» **Work order**
Below are some records. Return exactly the lines from the one containing "Enable verbose output" through the one containing "output would take", both included, and only those.

» **Data to examine**
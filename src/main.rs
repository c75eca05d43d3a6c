use std::io::IsTerminal;
use std::path::{Path, PathBuf};

use clap::{Parser, Subcommand, ValueEnum};
use miette::{IntoDiagnostic, Result};

use gitpace_core::{GitpaceConfig, OutputFormat};
use gitpace_engine::{AnalysisDocument, AnalysisRun, Stage};
use gitpace_history::command::GitCliGateway;
use gitpace_history::gateway::HistoryQuery;
use gitpace_history::libgit::Git2Gateway;

#[derive(Parser)]
#[command(
    name = "gitpace",
    version,
    about = "Git history mining and effort estimation",
    long_about = "gitpace mines a repository's commit history for cadence, churn and work\n\
                   sessions, then compares the measured time against human-effort estimates.\n\n\
                   Examples:\n  \
                     gitpace analyze                       Analyze the current repository\n  \
                     gitpace analyze --path ../service     Analyze another repository\n  \
                     gitpace analyze --format json -o a.json  Export the full document\n  \
                     gitpace init                          Create a .gitpace.toml"
)]
struct Cli {
    #[command(subcommand)]
    command: Option<Command>,

    /// Path to configuration file (default: .gitpace.toml)
    #[arg(long, global = true)]
    config: Option<PathBuf>,

    /// Output format
    #[arg(
        long,
        global = true,
        default_value = "text",
        long_help = "Output format for command results.\n\n\
                       Formats:\n  \
                         text  Headline figures as key/value lines (default)\n  \
                         json  The full analysis document with camelCase keys"
    )]
    format: OutputFormat,

    /// Enable verbose output
    #[arg(long, short, global = true)]
    verbose: bool,
}

#[derive(Subcommand)]
enum Command {
    /// Mine history and estimate effort
    #[command(long_about = "Mine history and estimate effort.\n\n\
        Reads the commit log, per-commit change statistics and the tracked files at\n\
        HEAD, groups commits into work sessions, and estimates how long the same\n\
        output would take a human contributor.\n\n\
        Examples:\n  gitpace analyze --path .\n  gitpace analyze --backend cli\n  gitpace analyze --format json --output analysis.json")]
    Analyze {
        /// Repository path (default: current directory)
        #[arg(long, default_value = ".")]
        path: PathBuf,

        /// How history is read
        #[arg(long, default_value = "git2")]
        backend: Backend,

        /// Write the JSON document to this file instead of stdout
        #[arg(long, short)]
        output: Option<PathBuf>,
    },
    /// Create a default .gitpace.toml configuration file
    #[command(long_about = "Create a default .gitpace.toml configuration file.\n\n\
        Generates a commented-out template with all available options.\n\
        Fails if .gitpace.toml already exists.")]
    Init,
}

#[derive(Clone, Copy, ValueEnum)]
enum Backend {
    /// libgit2, in-process
    Git2,
    /// The `git` executable on PATH
    Cli,
}

fn print_welcome() {
    let version = env!("CARGO_PKG_VERSION");
    println!("gitpace v{version}: commit cadence, work sessions, and effort estimates\n");

    println!("Quick start:");
    println!("  gitpace init                  Create a .gitpace.toml config file");
    println!("  gitpace analyze               Analyze the current repository");
    println!("  gitpace analyze --format json Export the full analysis document\n");

    println!("Run 'gitpace <command> --help' for details.");
}

const DEFAULT_CONFIG: &str = r#"# gitpace configuration

[history]
# workers = 8                          # default: available parallelism
# exclude = ["node_modules/**", "*.lock"]

[sessions]
# idle_gap_secs = 7200

[estimation]
# overhead_multiplier = 1.8
# min_actual_days = 0.5
# hours_per_workday = 8.0

[estimation.scenarios]
# conservative = 75.0
# average = 125.0
# optimistic = 175.0

[estimation.file_hours]
# script = 4.0
# configuration = 1.0
# other = 2.0
# script_extensions = ["sh", "py", "js", "ts"]
# configuration_extensions = ["json", "yml", "yaml", "md"]
"#;

fn load_config(explicit: Option<&Path>) -> Result<GitpaceConfig> {
    let config = match explicit {
        Some(path) => GitpaceConfig::from_file(path),
        None => {
            let default_path = Path::new(".gitpace.toml");
            if default_path.exists() {
                GitpaceConfig::from_file(default_path)
            } else {
                Ok(GitpaceConfig::default())
            }
        }
    };
    config.into_diagnostic()
}

fn spinner() -> Option<indicatif::ProgressBar> {
    if !std::io::stderr().is_terminal() {
        return None;
    }
    let pb = indicatif::ProgressBar::new_spinner();
    pb.set_style(
        indicatif::ProgressStyle::with_template("{spinner:.cyan} {msg} ({elapsed})")
            .unwrap_or_else(|_| indicatif::ProgressStyle::default_spinner()),
    );
    pb.enable_steady_tick(std::time::Duration::from_millis(120));
    Some(pb)
}

fn print_summary(doc: &AnalysisDocument) {
    let stats = &doc.statistics;
    let totals = &stats.totals;
    let estimate = &doc.estimate;

    println!("repository: {}", doc.repository);
    println!("commits: {}", totals.commits);
    println!("contributors: {}", stats.contributors.len());
    println!("files: {}", totals.files);
    println!("lines: {}", totals.lines);
    println!("size_mb: {:.2}", totals.size_mb);
    println!("insertions: {}", totals.insertions);
    println!("deletions: {}", totals.deletions);
    println!("net_lines: {}", totals.net_lines);
    println!("span_days: {:.2}", stats.time_span.days);
    println!("sessions: {}", doc.session_summary.count);
    println!("active_hours: {:.2}", doc.session_summary.total_active_hours);
    if let Some(hour) = doc.timeline.peak_hour {
        println!("peak_hour_utc: {hour:02}:00");
    }
    if let Some(day) = &doc.timeline.busiest_day {
        println!("busiest_day: {day}");
    }
    println!(
        "estimate_days: conservative={:.2} average={:.2} optimistic={:.2}",
        estimate.line_based.conservative,
        estimate.line_based.average,
        estimate.line_based.optimistic
    );
    println!(
        "file_estimate: hours={:.1} scaled_hours={:.1} days={:.2}",
        estimate.file_based.base_hours,
        estimate.file_based.scaled_hours,
        estimate.file_based.days
    );
    println!("actual_days: {:.2}", estimate.actual.days);
    match estimate.efficiency_multiplier {
        Some(m) => println!("efficiency_multiplier: {m:.1}x"),
        None => println!("efficiency_multiplier: n/a"),
    }
    println!("time_saved_days: {:.2}", estimate.time_saved_days);
    if !doc.diagnostics.is_clean() {
        println!("failed_queries: {}", doc.diagnostics.failed_queries);
    }
}

fn main() -> Result<()> {
    miette::set_hook(Box::new(|_| {
        Box::new(
            miette::MietteHandlerOpts::new()
                .terminal_links(true)
                .build(),
        )
    }))
    .into_diagnostic()?;
    human_panic::setup_panic!();

    let cli = Cli::parse();
    let config = load_config(cli.config.as_deref())?;

    if cli.verbose {
        eprintln!("format: {}", cli.format);
        eprintln!(
            "workers: {}, idle gap: {}s, overhead: {}",
            config.history.worker_count(),
            config.sessions.idle_gap_secs,
            config.estimation.overhead_multiplier
        );
        if !config.history.exclude.is_empty() {
            eprintln!("excluding: {}", config.history.exclude.join(", "));
        }
    }

    match cli.command {
        None => {
            print_welcome();
            return Ok(());
        }
        Some(Command::Analyze {
            ref path,
            backend,
            ref output,
        }) => {
            // Hint: not a git repository
            let git2_gateway = match Git2Gateway::open(path) {
                Ok(gateway) => gateway,
                Err(e) => miette::bail!(miette::miette!(
                    help = "Run gitpace from inside a git repository, or specify --path to one",
                    "Not a git repository: {} ({e})",
                    path.display()
                )),
            };
            let root = git2_gateway.root().to_path_buf();
            let gateway: Box<dyn HistoryQuery> = match backend {
                Backend::Git2 => Box::new(git2_gateway),
                Backend::Cli => Box::new(GitCliGateway::new(&root)),
            };

            eprintln!("Analyzing history at {} ...", root.display());
            let pb = spinner();
            let verbose = cli.verbose;
            let on_stage = |stage: Stage| {
                if let Some(pb) = &pb {
                    pb.set_message(format!("{stage}..."));
                } else if verbose {
                    eprintln!("{stage}...");
                }
            };

            let doc = AnalysisRun::new(gateway.as_ref(), &root, &config)
                .with_progress(&on_stage)
                .execute();

            if let Some(pb) = &pb {
                pb.finish_with_message("Done");
            }
            eprintln!(
                "Analyzed {} commits across {} files.",
                doc.statistics.totals.commits, doc.statistics.totals.files
            );
            if !doc.diagnostics.is_clean() {
                eprintln!(
                    "warning: {} history queries failed; figures may be incomplete",
                    doc.diagnostics.failed_queries
                );
                if cli.verbose {
                    for failure in &doc.diagnostics.failures {
                        let subject = failure.subject.as_deref().unwrap_or("-");
                        eprintln!("  {:?} {subject}: {}", failure.kind, failure.reason);
                    }
                }
            }

            match output {
                Some(out) => {
                    doc.write_json(out).into_diagnostic()?;
                    eprintln!("Wrote {}", out.display());
                }
                None => match cli.format {
                    OutputFormat::Json => {
                        println!("{}", doc.to_json_pretty().into_diagnostic()?);
                    }
                    OutputFormat::Text => print_summary(&doc),
                },
            }
        }
        Some(Command::Init) => {
            let path = Path::new(".gitpace.toml");
            if path.exists() {
                miette::bail!(".gitpace.toml already exists");
            }
            std::fs::write(path, DEFAULT_CONFIG).into_diagnostic()?;
            println!("Created .gitpace.toml with default configuration");
        }
    }

    Ok(())
}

» **Problem solution**
    /// Enable verbose output
    #[arg(long, short, global = true)]
    verbose: bool,
}

#[derive(Subcommand)]
enum Command {
    /// Mine history and estimate effort
    #[command(long_about = "Mine history and estimate effort.\n\n\
        Reads the commit log, per-commit change statistics and the tracked files at\n\
        HEAD, groups commits into work sessions, and estimates how long the same\n\
        output would take a human contributor.\n\n\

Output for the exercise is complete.